For each eligible employee, a Replacement Option will be granted under our 2010 Plan for 80% of the number of shares subject to the underlying Eligible Options that are surrendered (rounded to the nearest whole share), except that if the participant is an executive who reports directly to our CEO (an "Executive Officer"), the Replacement Option will be for 57% of the number of shares subject to the Eligible Option that is surrendered (rounded to the nearest whole share). Each Replacement Option will have a 10 year term and vest on a ratable basis over 36 months commencing on the date of grant, subject to continued service.

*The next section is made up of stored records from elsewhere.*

//! Usage-ledger scenarios: race-safety of the atomic reserve, lazy account
//! creation, and the computed daily allowance window.

mod common;

use std::sync::Arc;

use chrono::{Duration, Utc};
use futures::future::join_all;
use uuid::Uuid;

use common::InMemoryRepository;
use revision_core::domain::{MeteredAction, UsageRecord};
use revision_core::error::PracticeError;
use revision_core::ledger::{CreditPolicy, UsageLedger};

fn ledger_with(repo: Arc<InMemoryRepository>, policy: CreditPolicy) -> UsageLedger {
    UsageLedger::new(repo, policy)
}

#[tokio::test]
async fn concurrent_reserves_grant_exactly_once() {
    let repo = Arc::new(InMemoryRepository::new());
    let user = Uuid::new_v4();
    // Balance covers exactly one grading run.
    let policy = CreditPolicy {
        grading_cost: 5,
        default_balance: 5,
        ..CreditPolicy::default()
    };
    let ledger = ledger_with(repo.clone(), policy);

    let tasks: Vec<_> = (0..8)
        .map(|_| {
            let ledger = ledger.clone();
            tokio::spawn(async move {
                ledger
                    .reserve(user, MeteredAction::GradeSubmission, None)
                    .await
            })
        })
        .collect();

    let results: Vec<_> = join_all(tasks)
        .await
        .into_iter()
        .map(|r| r.unwrap())
        .collect();

    let grants = results.iter().filter(|r| r.is_ok()).count();
    assert_eq!(grants, 1);
    for result in &results {
        if let Err(e) = result {
            assert!(matches!(e, PracticeError::QuotaExceeded(_)));
        }
    }
    assert_eq!(repo.balance(user), 0);
    // Exactly one ledger entry: denials charge nothing and record nothing.
    assert_eq!(repo.usage_len(), 1);
}

#[tokio::test]
async fn unknown_user_gets_the_free_tier_balance() {
    let repo = Arc::new(InMemoryRepository::new());
    let user = Uuid::new_v4();
    let ledger = ledger_with(repo.clone(), CreditPolicy::default());

    ledger
        .reserve(user, MeteredAction::GradeSubmission, None)
        .await
        .unwrap();

    // Default balance 50, grading cost 5.
    assert_eq!(repo.balance(user), 45);
}

#[tokio::test]
async fn exhausted_free_tier_fails_closed() {
    let repo = Arc::new(InMemoryRepository::new());
    let user = Uuid::new_v4();
    let policy = CreditPolicy {
        grading_cost: 5,
        default_balance: 4,
        ..CreditPolicy::default()
    };
    let ledger = ledger_with(repo.clone(), policy);

    let err = ledger
        .reserve(user, MeteredAction::GradeSubmission, None)
        .await
        .unwrap_err();
    assert!(matches!(
        err,
        PracticeError::QuotaExceeded(MeteredAction::GradeSubmission)
    ));
    assert_eq!(repo.balance(user), 4);
}

#[tokio::test]
async fn daily_allowance_counts_only_todays_records() {
    let repo = Arc::new(InMemoryRepository::new());
    let user = Uuid::new_v4();
    let policy = CreditPolicy {
        chat_cost: 1,
        chat_daily_cap: 3,
        ..CreditPolicy::default()
    };
    let ledger = ledger_with(repo.clone(), policy);

    // Yesterday's traffic is outside the window and never counts.
    for _ in 0..5 {
        let mut record = UsageRecord::new(user, MeteredAction::ChatMessage, 1, None);
        record.occurred_at = Utc::now() - Duration::days(1);
        repo.push_usage(record);
    }
    ledger
        .check_daily_allowance(user, MeteredAction::ChatMessage)
        .await
        .unwrap();

    // Filling today's cap trips the allowance.
    for _ in 0..3 {
        repo.push_usage(UsageRecord::new(user, MeteredAction::ChatMessage, 1, None));
    }
    let err = ledger
        .check_daily_allowance(user, MeteredAction::ChatMessage)
        .await
        .unwrap_err();
    assert!(matches!(
        err,
        PracticeError::QuotaExceeded(MeteredAction::ChatMessage)
    ));
}

#[tokio::test]
async fn grading_is_not_day_capped() {
    let repo = Arc::new(InMemoryRepository::new());
    let user = Uuid::new_v4();
    let ledger = ledger_with(repo.clone(), CreditPolicy::default());

    for _ in 0..50 {
        repo.push_usage(UsageRecord::new(
            user,
            MeteredAction::GradeSubmission,
            5,
            None,
        ));
    }
    // Grading is gated by the balance alone.
    ledger
        .check_daily_allowance(user, MeteredAction::GradeSubmission)
        .await
        .unwrap();
}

The Exchange Program is intended to encourage retention and engagement among our employees in a manner that is straightforward to communicate and implement. If stockholders do not approve the Exchange Program proposal, we will not offer the Exchange Program, and the Eligible Options will continue in accordance with their terms.
Background
Since the beginning of 2010, we have invested substantially all of our research and development resources towards development of our integrated circuits, and, as of the end of 2012, had ceased our efforts to actively market our intellectual property ("IP") and establish new license agreements for our IP. We are now a fabless semiconductor company focused on the development and sale of ICs for the high-speed networking, communications, storage and computing markets. However, this business transition has taken longer than we expected, and we have yet to achieve profitability as a fabless semiconductor company. We expect our cash expenditures to continue to exceed receipts in 2016, as our revenues will not be sufficient to offset our operating expenses, which will still include significant expenditures for developing and merchandizing our expanding families of IC products, as we focus on growing our revenues to increase stockholder value. Due to our lack of profitability and related cash burn, we have and will continue to rely heavily on equity awards rather than cash compensation to attract, motivate, reward and retain our employees.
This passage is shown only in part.